DATA EXTRACT section start

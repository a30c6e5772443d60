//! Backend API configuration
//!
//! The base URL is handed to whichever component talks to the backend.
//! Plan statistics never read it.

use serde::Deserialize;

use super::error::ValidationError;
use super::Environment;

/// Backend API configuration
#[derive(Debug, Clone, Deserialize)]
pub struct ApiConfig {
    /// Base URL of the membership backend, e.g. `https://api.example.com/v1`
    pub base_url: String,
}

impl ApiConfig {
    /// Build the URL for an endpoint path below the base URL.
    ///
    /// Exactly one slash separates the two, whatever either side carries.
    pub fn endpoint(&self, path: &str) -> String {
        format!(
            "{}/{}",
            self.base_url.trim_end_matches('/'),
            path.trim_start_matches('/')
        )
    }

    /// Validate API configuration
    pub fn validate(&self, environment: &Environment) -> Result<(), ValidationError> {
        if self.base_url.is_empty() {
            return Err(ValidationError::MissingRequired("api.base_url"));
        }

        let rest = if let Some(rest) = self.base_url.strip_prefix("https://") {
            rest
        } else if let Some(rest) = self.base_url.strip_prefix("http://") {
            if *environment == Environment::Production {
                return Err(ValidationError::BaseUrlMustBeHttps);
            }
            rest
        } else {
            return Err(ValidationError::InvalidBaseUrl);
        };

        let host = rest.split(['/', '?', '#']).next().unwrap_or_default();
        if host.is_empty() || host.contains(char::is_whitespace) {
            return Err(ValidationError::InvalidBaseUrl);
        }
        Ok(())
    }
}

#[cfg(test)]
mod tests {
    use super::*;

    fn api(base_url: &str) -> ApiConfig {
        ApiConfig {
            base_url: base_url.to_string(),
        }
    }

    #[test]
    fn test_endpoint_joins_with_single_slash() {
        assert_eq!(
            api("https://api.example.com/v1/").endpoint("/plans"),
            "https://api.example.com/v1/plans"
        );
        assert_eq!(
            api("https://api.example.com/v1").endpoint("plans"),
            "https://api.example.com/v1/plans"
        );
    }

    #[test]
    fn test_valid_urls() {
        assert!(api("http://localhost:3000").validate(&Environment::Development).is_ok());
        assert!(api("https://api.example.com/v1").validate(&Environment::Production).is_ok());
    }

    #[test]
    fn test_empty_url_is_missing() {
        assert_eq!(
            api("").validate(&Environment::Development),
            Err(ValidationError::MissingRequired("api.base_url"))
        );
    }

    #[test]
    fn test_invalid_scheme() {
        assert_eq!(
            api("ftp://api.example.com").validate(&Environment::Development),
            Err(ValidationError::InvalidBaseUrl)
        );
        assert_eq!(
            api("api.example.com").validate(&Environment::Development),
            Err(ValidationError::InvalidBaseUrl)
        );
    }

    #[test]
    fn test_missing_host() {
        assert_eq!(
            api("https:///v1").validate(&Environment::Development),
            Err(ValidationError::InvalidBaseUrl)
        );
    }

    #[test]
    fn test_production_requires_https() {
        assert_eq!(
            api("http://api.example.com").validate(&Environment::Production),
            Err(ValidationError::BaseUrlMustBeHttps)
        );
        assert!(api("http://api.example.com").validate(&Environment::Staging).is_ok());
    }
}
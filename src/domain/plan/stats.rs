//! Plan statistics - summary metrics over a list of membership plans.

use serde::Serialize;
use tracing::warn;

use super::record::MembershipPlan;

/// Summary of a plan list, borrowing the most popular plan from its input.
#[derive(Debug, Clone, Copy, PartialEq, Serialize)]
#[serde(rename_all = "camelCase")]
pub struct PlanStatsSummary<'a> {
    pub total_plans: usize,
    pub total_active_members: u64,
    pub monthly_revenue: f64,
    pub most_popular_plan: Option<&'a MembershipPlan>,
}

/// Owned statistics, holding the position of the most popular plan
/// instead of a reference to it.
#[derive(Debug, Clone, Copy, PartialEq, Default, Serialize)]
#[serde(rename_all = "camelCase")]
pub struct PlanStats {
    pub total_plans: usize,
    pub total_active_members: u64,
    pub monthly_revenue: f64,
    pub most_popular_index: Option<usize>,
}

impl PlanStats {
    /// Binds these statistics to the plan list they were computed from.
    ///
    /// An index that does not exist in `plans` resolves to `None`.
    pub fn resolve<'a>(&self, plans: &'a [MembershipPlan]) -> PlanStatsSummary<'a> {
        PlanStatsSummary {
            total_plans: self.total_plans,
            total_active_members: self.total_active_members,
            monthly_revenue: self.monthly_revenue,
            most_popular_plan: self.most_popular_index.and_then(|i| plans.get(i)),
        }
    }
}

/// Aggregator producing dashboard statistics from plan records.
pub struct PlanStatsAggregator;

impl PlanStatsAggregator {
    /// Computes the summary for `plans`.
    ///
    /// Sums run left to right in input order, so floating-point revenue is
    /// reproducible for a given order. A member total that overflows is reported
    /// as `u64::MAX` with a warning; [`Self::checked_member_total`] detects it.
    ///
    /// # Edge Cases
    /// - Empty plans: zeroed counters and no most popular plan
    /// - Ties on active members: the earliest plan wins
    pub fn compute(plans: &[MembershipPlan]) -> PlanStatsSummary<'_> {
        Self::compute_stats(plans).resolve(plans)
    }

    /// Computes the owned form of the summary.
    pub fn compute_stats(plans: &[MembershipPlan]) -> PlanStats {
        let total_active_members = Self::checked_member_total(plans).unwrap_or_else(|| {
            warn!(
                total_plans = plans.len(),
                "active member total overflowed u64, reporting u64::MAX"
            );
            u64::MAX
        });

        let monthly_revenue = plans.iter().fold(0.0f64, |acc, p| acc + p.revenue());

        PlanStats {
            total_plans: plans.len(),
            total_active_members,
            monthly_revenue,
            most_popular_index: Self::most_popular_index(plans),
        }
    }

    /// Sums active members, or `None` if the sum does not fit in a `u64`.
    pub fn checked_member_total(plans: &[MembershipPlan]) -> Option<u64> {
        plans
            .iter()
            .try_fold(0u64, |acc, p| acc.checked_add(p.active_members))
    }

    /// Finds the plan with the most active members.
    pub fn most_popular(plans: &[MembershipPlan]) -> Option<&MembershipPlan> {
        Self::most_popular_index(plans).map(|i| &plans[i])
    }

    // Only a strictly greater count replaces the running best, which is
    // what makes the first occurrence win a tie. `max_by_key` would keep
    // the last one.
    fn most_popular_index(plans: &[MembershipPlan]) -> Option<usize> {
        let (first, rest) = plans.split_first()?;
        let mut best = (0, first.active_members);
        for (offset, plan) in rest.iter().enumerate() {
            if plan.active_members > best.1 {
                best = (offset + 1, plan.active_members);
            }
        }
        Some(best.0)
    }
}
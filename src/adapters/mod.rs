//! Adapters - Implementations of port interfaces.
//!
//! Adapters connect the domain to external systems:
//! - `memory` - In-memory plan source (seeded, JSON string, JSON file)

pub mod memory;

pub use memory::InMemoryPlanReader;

DATA EXTRACT section end
DATA EXTRACT section start

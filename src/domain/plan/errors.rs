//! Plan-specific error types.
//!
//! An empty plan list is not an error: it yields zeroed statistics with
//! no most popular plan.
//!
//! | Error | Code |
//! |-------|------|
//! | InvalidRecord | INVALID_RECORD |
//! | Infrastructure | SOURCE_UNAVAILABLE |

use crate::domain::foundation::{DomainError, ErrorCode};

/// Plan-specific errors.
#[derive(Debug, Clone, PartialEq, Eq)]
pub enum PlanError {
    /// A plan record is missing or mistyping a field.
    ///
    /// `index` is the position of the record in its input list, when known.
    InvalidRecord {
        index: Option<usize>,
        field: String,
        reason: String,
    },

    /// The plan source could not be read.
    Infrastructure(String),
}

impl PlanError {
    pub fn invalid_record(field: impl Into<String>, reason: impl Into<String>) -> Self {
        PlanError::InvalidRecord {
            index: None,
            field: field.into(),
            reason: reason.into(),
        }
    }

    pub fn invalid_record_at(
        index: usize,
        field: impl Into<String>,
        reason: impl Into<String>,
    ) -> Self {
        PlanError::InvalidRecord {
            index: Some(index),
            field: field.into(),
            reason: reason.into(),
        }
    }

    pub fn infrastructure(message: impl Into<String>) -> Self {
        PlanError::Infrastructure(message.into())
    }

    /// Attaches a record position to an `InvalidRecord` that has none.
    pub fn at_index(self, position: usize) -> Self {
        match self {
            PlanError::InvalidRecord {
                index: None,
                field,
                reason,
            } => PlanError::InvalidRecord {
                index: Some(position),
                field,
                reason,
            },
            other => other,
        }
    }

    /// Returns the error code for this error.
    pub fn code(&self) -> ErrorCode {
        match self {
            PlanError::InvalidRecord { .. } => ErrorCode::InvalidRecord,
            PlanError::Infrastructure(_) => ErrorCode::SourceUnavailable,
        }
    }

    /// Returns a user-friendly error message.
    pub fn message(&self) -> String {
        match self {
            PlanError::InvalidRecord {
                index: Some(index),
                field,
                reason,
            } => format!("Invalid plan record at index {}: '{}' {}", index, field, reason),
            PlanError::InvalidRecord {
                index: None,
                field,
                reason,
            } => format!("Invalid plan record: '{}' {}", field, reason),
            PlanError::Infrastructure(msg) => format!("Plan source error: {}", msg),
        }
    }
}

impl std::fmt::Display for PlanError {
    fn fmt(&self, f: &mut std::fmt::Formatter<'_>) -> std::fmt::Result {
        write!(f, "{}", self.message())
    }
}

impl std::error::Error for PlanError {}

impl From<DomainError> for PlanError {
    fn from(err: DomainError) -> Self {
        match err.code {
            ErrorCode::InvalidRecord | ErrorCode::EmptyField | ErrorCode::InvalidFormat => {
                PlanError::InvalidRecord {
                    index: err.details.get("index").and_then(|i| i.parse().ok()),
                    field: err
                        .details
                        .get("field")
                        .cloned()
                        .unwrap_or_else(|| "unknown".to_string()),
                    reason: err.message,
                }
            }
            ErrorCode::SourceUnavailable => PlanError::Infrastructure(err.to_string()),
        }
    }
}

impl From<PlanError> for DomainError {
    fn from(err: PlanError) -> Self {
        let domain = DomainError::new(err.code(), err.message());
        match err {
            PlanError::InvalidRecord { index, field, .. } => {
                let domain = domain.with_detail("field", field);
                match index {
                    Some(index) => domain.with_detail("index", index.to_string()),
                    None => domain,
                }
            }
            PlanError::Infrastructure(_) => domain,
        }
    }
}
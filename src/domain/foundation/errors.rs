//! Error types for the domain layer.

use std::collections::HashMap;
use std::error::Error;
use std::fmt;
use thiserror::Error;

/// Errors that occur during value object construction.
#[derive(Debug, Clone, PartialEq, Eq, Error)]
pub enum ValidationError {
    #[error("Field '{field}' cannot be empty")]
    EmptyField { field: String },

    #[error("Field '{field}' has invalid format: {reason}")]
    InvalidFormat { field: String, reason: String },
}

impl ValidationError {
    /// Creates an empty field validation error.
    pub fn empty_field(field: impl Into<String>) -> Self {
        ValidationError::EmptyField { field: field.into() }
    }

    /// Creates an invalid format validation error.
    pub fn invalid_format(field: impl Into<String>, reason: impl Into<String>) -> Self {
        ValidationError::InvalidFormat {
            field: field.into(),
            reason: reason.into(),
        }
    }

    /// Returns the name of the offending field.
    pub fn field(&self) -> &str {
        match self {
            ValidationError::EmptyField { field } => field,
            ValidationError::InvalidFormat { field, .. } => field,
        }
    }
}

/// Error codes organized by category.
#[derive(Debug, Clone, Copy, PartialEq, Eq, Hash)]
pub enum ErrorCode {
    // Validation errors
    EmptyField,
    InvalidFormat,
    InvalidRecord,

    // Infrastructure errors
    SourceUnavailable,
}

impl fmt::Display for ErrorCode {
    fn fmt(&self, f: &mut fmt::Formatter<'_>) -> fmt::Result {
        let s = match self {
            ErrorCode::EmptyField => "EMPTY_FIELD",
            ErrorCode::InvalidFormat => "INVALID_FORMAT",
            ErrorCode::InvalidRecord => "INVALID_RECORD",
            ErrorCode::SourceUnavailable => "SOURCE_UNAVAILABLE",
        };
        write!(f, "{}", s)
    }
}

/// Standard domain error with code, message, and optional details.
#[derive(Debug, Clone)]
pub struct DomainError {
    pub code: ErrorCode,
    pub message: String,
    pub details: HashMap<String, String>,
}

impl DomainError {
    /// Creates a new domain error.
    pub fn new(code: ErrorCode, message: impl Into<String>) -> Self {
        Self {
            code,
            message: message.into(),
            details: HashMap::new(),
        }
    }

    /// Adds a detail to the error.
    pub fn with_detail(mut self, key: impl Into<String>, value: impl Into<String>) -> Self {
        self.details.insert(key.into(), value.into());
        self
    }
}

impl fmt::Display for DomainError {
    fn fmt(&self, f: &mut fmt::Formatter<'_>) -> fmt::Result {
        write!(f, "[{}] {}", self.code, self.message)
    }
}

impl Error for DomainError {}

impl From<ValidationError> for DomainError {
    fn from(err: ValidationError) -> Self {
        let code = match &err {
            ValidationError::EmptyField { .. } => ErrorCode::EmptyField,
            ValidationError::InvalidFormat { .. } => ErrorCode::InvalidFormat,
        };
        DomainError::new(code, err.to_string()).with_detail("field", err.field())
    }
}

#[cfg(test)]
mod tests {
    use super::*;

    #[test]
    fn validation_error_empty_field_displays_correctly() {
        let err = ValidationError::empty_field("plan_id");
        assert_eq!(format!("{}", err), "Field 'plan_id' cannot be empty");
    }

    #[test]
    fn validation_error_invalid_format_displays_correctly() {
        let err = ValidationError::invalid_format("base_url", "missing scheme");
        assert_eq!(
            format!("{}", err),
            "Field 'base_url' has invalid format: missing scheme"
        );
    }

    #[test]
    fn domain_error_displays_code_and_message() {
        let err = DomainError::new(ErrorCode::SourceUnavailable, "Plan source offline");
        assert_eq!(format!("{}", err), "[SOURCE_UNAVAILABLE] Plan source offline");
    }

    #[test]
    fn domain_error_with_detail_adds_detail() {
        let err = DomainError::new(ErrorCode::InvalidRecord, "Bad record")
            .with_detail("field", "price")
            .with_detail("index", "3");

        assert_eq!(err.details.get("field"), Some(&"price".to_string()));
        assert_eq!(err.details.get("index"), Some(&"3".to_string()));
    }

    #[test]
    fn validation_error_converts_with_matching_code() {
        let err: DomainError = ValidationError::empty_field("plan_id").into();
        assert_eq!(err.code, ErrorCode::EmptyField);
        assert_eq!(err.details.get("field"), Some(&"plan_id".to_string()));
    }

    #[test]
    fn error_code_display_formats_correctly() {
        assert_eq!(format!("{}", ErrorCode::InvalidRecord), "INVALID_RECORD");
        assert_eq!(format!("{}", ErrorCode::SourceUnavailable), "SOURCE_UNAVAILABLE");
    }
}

DATA EXTRACT section end
DATA EXTRACT section start

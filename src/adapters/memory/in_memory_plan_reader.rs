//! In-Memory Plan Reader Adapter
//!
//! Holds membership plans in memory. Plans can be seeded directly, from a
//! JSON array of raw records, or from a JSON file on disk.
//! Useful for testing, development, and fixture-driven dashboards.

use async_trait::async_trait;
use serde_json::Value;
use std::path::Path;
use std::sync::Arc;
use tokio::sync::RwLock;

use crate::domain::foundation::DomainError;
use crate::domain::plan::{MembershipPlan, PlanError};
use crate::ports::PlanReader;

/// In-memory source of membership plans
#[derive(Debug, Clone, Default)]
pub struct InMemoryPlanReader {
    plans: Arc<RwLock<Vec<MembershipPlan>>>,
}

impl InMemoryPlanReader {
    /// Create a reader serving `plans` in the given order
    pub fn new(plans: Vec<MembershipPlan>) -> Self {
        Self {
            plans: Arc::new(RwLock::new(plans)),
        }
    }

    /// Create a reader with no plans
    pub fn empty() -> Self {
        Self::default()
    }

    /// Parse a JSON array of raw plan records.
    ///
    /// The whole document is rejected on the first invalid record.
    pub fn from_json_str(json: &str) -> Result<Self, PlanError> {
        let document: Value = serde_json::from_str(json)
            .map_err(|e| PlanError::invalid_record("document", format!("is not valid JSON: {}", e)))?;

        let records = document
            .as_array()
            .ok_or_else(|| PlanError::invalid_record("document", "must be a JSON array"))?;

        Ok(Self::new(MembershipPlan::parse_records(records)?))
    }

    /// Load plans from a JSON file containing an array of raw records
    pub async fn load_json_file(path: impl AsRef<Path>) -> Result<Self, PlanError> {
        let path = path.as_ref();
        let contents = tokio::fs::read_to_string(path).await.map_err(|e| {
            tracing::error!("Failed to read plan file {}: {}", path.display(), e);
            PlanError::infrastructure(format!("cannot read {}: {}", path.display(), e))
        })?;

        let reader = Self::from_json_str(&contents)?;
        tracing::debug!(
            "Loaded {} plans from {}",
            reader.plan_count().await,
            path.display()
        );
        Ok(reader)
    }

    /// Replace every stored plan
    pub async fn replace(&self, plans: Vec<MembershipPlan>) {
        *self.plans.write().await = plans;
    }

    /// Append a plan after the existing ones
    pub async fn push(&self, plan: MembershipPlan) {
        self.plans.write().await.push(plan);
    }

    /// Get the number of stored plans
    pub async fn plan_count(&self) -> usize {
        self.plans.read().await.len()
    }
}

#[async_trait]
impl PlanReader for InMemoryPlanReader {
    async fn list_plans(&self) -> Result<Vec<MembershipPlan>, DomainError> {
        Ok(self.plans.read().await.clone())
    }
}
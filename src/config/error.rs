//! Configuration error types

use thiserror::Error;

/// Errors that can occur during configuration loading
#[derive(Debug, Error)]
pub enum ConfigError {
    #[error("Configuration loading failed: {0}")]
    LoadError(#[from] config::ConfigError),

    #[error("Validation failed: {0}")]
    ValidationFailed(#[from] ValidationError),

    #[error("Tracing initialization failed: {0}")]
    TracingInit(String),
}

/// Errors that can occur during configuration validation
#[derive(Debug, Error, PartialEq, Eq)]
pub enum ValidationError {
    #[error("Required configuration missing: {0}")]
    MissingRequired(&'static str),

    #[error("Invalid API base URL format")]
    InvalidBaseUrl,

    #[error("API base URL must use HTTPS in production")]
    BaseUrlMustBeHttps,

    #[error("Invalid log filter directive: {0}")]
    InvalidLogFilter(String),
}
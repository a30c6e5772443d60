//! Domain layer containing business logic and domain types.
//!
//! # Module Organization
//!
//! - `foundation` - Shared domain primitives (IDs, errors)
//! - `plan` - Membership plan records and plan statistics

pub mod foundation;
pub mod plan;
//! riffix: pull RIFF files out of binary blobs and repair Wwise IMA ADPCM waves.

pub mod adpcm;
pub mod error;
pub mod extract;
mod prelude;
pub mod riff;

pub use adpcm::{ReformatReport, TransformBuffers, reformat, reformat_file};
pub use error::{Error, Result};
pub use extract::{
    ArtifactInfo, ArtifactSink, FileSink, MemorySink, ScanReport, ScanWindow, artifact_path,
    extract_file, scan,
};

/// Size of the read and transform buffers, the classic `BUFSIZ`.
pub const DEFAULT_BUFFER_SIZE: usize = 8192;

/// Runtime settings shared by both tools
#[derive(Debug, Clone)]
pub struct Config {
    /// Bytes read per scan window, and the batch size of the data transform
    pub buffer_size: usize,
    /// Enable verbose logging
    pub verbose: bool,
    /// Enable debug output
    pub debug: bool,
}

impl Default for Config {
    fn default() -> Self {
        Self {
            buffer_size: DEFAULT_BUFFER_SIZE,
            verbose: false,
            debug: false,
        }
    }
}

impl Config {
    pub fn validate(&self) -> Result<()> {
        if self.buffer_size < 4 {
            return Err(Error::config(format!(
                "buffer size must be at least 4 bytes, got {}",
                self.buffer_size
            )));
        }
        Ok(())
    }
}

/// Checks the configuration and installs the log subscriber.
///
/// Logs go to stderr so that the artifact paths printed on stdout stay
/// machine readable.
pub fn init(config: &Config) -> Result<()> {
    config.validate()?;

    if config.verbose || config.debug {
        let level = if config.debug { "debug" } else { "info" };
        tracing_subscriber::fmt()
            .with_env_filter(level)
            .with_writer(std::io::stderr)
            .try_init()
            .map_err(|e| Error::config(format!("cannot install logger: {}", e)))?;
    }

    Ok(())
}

DATA EXTRACT section end

**THE PROBLEM**
Out of the data above, set down the lines from the one with "new domain error." to the one with "to the error.", both included, exactly as written and with no additions.

**TASK SOLUTION**
    /// Creates a new domain error.
    pub fn new(code: ErrorCode, message: impl Into<String>) -> Self {
        Self {
            code,
            message: message.into(),
            details: HashMap::new(),
        }
    }

    /// Adds a detail to the error.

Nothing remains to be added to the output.